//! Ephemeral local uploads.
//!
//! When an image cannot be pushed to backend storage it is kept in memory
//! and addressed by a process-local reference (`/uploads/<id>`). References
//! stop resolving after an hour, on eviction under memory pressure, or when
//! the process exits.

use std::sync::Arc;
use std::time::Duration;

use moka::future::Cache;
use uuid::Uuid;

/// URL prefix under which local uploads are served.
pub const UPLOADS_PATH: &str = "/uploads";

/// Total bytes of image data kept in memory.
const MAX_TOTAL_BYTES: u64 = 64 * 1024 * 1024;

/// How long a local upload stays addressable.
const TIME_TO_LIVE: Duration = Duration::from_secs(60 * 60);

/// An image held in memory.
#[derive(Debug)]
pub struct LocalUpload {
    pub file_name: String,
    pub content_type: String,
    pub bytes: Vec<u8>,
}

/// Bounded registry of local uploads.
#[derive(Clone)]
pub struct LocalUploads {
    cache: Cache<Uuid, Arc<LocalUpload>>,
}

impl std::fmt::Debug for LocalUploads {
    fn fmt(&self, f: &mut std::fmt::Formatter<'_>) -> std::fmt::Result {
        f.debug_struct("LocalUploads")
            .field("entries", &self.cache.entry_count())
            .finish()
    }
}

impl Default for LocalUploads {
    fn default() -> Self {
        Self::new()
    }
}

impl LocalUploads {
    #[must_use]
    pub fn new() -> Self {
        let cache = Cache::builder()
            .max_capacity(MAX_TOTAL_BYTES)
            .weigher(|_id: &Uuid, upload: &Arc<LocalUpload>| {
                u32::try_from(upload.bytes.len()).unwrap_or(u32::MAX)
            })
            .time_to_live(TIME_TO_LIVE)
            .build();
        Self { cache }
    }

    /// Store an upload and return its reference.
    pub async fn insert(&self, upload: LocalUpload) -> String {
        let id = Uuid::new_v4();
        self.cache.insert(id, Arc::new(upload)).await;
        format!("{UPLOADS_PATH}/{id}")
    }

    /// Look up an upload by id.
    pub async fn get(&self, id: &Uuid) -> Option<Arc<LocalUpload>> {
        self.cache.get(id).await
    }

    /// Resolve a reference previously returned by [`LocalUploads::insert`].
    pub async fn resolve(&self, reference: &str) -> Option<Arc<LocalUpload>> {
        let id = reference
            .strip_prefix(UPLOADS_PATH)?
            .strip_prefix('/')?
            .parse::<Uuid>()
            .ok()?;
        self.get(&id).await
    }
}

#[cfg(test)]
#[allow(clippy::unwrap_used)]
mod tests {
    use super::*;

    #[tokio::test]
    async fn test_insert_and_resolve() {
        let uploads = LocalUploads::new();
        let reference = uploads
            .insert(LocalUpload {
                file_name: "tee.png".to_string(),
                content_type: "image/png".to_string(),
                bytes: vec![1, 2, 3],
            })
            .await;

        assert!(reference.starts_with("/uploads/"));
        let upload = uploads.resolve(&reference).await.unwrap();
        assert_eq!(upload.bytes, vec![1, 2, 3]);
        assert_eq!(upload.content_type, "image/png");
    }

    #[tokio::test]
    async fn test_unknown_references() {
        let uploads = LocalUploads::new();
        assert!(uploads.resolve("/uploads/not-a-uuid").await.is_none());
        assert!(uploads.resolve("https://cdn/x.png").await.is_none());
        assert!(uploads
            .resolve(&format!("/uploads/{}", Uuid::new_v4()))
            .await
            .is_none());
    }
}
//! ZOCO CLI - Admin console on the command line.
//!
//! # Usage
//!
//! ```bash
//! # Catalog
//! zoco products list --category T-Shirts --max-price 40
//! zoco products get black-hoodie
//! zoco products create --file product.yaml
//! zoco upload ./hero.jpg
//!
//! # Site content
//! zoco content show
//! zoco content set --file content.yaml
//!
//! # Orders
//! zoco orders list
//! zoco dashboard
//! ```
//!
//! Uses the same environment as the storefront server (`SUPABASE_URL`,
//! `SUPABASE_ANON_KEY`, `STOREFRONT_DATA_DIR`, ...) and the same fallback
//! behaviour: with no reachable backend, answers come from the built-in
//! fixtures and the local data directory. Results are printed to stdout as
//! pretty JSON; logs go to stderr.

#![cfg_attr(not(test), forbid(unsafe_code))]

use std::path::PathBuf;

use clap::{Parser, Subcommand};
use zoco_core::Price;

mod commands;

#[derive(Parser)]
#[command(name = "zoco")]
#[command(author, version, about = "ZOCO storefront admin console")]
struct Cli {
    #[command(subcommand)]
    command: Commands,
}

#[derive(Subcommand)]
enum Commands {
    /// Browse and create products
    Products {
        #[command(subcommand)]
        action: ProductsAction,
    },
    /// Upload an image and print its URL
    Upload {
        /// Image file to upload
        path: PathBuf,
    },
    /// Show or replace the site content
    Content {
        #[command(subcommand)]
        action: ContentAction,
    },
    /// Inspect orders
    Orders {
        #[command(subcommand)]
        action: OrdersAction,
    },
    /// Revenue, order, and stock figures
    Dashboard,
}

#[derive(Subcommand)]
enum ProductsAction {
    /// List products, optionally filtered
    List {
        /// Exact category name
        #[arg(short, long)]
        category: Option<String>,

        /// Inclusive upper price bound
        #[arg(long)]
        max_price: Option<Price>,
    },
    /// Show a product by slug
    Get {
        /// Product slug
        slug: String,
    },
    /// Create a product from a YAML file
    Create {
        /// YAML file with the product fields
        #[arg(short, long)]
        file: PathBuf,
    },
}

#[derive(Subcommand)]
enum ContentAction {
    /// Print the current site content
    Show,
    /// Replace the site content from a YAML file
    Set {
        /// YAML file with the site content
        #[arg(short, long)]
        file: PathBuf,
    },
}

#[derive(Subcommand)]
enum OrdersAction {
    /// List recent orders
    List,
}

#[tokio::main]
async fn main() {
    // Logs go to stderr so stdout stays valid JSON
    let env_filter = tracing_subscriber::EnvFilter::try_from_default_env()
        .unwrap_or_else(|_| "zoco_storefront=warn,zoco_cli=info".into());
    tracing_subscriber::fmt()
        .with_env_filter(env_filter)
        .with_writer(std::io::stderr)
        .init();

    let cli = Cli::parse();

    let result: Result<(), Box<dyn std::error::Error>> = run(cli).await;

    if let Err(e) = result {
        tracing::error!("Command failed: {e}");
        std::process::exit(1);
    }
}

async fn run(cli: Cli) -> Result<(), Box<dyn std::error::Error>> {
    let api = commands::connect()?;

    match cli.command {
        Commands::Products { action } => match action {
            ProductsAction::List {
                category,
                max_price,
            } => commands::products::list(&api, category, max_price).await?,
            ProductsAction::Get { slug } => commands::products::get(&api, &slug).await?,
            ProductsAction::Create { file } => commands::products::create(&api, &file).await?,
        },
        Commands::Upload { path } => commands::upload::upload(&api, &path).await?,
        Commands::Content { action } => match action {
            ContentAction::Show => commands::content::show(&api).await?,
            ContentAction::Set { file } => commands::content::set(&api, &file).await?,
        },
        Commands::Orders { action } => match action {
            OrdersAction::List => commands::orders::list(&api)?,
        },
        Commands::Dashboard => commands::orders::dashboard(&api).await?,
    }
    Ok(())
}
========
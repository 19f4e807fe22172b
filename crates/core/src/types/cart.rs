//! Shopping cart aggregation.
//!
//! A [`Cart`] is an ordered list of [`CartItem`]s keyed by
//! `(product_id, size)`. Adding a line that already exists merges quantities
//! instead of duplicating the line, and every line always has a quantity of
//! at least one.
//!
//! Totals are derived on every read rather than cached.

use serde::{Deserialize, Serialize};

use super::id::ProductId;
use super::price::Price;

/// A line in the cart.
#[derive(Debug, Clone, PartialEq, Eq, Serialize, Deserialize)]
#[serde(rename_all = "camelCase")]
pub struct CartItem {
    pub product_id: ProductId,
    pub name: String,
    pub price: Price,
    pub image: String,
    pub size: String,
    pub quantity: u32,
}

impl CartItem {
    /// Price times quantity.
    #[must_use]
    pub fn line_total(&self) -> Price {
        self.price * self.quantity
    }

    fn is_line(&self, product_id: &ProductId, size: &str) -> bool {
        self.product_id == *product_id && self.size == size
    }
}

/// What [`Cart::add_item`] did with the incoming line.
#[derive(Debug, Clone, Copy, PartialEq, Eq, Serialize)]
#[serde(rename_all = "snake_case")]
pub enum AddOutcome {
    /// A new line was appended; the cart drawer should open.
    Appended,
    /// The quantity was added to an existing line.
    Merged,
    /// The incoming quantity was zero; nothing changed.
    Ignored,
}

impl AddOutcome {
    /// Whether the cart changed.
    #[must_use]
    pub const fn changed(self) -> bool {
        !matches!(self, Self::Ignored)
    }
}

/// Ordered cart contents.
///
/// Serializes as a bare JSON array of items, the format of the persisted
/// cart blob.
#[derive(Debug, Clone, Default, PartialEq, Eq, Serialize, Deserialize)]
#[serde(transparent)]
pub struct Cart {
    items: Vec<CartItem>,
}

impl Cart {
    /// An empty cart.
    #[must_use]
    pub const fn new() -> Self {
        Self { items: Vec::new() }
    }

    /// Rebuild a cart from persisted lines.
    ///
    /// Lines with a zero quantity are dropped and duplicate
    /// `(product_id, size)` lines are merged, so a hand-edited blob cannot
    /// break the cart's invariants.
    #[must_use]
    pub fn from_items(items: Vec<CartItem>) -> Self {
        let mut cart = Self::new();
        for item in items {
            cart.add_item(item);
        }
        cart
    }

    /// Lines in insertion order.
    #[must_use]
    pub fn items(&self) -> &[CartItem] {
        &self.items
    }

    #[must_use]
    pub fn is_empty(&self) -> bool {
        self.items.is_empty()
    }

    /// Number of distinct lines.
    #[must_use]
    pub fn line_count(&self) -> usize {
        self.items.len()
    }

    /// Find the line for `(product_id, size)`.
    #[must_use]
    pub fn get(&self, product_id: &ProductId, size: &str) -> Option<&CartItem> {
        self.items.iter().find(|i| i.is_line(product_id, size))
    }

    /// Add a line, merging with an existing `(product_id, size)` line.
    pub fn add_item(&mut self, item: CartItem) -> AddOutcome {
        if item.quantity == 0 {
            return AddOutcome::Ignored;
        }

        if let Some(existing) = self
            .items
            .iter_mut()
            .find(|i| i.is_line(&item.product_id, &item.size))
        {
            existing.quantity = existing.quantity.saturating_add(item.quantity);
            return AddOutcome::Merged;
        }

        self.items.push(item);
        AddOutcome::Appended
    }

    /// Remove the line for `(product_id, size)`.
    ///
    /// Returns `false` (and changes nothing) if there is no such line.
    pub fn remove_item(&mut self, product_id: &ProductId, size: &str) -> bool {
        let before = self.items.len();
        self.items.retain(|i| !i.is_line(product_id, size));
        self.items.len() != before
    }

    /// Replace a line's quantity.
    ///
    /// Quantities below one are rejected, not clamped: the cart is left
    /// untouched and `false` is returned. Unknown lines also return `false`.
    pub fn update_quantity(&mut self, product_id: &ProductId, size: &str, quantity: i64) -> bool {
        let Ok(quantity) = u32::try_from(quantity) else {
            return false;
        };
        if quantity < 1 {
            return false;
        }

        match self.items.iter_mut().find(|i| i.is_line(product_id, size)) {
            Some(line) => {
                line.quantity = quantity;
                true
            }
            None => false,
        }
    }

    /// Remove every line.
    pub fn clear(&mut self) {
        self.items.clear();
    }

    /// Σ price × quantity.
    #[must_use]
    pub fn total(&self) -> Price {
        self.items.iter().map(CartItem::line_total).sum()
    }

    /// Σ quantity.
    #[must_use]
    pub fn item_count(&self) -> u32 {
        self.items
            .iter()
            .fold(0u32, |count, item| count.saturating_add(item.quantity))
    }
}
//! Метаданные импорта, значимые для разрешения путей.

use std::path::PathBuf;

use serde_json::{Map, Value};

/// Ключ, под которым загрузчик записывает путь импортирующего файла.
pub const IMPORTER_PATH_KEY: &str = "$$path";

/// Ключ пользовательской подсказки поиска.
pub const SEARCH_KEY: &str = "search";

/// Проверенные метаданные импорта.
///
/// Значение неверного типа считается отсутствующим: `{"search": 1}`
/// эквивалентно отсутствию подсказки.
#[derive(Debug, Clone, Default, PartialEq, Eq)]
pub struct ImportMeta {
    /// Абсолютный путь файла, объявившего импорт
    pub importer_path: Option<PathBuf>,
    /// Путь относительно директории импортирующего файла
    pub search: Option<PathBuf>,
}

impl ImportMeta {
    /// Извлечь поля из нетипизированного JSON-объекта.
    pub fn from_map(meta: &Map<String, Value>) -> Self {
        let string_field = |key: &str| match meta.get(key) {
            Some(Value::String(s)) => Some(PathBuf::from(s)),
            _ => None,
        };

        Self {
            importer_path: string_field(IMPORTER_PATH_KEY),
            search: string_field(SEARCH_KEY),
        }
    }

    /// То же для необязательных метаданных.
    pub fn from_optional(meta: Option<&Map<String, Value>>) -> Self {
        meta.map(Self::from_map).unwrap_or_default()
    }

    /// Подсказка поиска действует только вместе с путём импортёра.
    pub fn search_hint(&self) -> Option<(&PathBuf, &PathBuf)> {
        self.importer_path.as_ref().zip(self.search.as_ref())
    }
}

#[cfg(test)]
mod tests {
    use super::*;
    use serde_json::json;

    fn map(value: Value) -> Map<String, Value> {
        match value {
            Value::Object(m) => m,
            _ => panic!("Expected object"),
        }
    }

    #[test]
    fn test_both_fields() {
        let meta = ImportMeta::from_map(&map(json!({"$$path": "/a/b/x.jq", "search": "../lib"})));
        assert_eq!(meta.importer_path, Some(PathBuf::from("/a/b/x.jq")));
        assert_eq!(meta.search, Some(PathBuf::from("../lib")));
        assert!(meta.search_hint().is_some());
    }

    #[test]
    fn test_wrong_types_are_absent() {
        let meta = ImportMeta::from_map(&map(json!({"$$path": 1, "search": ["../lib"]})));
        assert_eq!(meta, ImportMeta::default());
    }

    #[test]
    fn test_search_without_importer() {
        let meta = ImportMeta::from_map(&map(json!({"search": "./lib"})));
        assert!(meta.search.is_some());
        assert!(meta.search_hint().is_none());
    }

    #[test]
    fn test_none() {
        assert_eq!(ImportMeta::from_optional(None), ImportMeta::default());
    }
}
========
Exercise directions:
Collect every line above that contains the word "persisted".

Response for this exercise:
/// Serializes as a bare JSON array of items, the format of the persisted
    /// Rebuild a cart from persisted lines.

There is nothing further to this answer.